Ore wa Subete wo “Parry” Suru
Bookmark
7.00
Status Ongoing
Type Manga
Author Nabeshiki
Artist KRSG
Posted By
Posted On
Updated On

Ore wa Subete wo “Parry” Suru

Ore wa Subete wo “Parry” Suru merupakan salah satu Manga yang tersedia dalam Bahasa Indonesia di Mangadop. Manga ini terakhir kali update ke publik pada May 18, 2022. Untuk saat ini Manga Ore wa Subete wo “Parry” Suru berstatus Ongoing. Manga Ore wa Subete wo “Parry” Suru memiliki perkembangan yang terhitung cepat, menjadikannya sebagai Manga pilihan untuk dibaca oleh banyak penggemar di Indonesia.
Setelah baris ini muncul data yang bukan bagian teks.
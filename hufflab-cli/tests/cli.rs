//! Integration tests for the hufflab CLI

use assert_cmd::Command;
use predicates::prelude::*;
use std::io::Write;

fn write_table(content: &str) -> tempfile::NamedTempFile {
    let mut file = tempfile::NamedTempFile::new().unwrap();
    file.write_all(content.as_bytes()).unwrap();
    file
}

#[test]
fn test_cli_help() {
    let mut cmd = Command::cargo_bin("hufflab").unwrap();
    cmd.arg("--help")
        .assert()
        .success()
        .stdout(predicate::str::contains("Huffman coding analysis"));
}

#[test]
fn test_cli_version() {
    let mut cmd = Command::cargo_bin("hufflab").unwrap();
    cmd.arg("--version")
        .assert()
        .success()
        .stdout(predicate::str::contains("hufflab"));
}

#[test]
fn test_analyze_from_file() {
    let table = write_table("A,0.5\nB,0.25\nC,0.25\n");
    let mut cmd = Command::cargo_bin("hufflab").unwrap();
    cmd.arg("analyze")
        .arg(table.path())
        .args(["--channel-rate", "2"])
        .assert()
        .success()
        .stdout(predicate::str::contains("Entropy (H)"))
        .stdout(predicate::str::contains("1.5000 bits"));
}

#[test]
fn test_analyze_from_stdin() {
    let mut cmd = Command::cargo_bin("hufflab").unwrap();
    cmd.arg("analyze")
        .arg("-")
        .args(["--channel-rate", "1"])
        .write_stdin("A,0.5\nB,0.5\n")
        .assert()
        .success()
        .stdout(predicate::str::contains("Coding efficiency"));
}

#[test]
fn test_analyze_json_output() {
    let table = write_table("A,0.5\nB,0.5\n");
    let mut cmd = Command::cargo_bin("hufflab").unwrap();
    let assert = cmd
        .arg("analyze")
        .arg(table.path())
        .args(["--channel-rate", "2", "-o", "json"])
        .assert()
        .success();

    let stdout = String::from_utf8(assert.get_output().stdout.clone()).unwrap();
    let value: serde_json::Value = serde_json::from_str(&stdout).unwrap();
    assert_eq!(value["statistics"]["entropy"], 1.0);
    assert_eq!(value["symbols"].as_array().unwrap().len(), 2);
}

#[test]
fn test_analyze_rejects_bad_sum() {
    let table = write_table("A,0.5\nB,0.4\n");
    let mut cmd = Command::cargo_bin("hufflab").unwrap();
    cmd.arg("analyze")
        .arg(table.path())
        .args(["--channel-rate", "1"])
        .assert()
        .failure()
        .stderr(predicate::str::contains("sum"));
}

#[test]
fn test_analyze_rejects_duplicate_symbol() {
    let table = write_table("A,0.5\nA,0.5\n");
    let mut cmd = Command::cargo_bin("hufflab").unwrap();
    cmd.arg("analyze")
        .arg(table.path())
        .args(["--channel-rate", "1"])
        .assert()
        .failure()
        .stderr(predicate::str::contains("duplicate symbol"));
}

#[test]
fn test_missing_channel_rate() {
    let table = write_table("A,0.5\nB,0.5\n");
    let mut cmd = Command::cargo_bin("hufflab").unwrap();
    cmd.arg("analyze")
        .arg(table.path())
        .assert()
        .failure()
        .stderr(predicate::str::contains("channel rate"));
}

#[test]
fn test_missing_input_file() {
    let mut cmd = Command::cargo_bin("hufflab").unwrap();
    cmd.arg("analyze")
        .arg("no-such-file.txt")
        .args(["--channel-rate", "1"])
        .assert()
        .failure();
}

#[test]
fn test_tree_command() {
    let table = write_table("A,0.5\nB,0.25\nC,0.25\n");
    let mut cmd = Command::cargo_bin("hufflab").unwrap();
    cmd.arg("tree")
        .arg(table.path())
        .arg("--no-color")
        .assert()
        .success()
        .stdout(predicate::str::contains("└── 1.000"))
        .stdout(predicate::str::contains("A (0.500)"));
}

#[test]
fn test_export_writes_report() {
    let table = write_table("A,0.4\nB,0.2\nC,0.2\nD,0.1\nE,0.1\n");
    let dir = tempfile::tempdir().unwrap();
    let target = dir.path().join("report.txt");

    let mut cmd = Command::cargo_bin("hufflab").unwrap();
    cmd.arg("export")
        .arg(table.path())
        .args(["--channel-rate", "2.5", "-t"])
        .arg(&target)
        .assert()
        .success();

    let report = std::fs::read_to_string(&target).unwrap();
    assert!(report.contains("HUFFMAN CODING ANALYSIS REPORT"));
    assert!(report.contains("TREE STRUCTURE:"));
    assert!(report.contains("E: 0.1000"));
}

#[test]
fn test_completion_generation() {
    let mut cmd = Command::cargo_bin("hufflab").unwrap();
    cmd.arg("completion")
        .arg("bash")
        .assert()
        .success()
        .stdout(predicate::str::contains("hufflab"));
}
Hal ini disebabkan Manga Ore wa Subete wo “Parry” Suru yang dibuat oleh Nabeshiki memiliki rating 7.00. Di Mangadop tersedia fitur baca Manga Ore wa Subete wo “Parry” Suru Bahasa Indonesia secara gratis. Dengan fitur tersebut, kami memiliki keinginan kuat untuk membuat semua pembaca Manga di Mangadop dapat dilakukan senyaman mungkin, sehingga tak perlu khawatir untuk membaca Manga Bahasa Indonesia di Mangadop. Sebelum membaca Ore wa Subete wo “Parry” Suru pastikan kalian melihat detail dan sinopsis Manga ini lebih lanjut dibawah.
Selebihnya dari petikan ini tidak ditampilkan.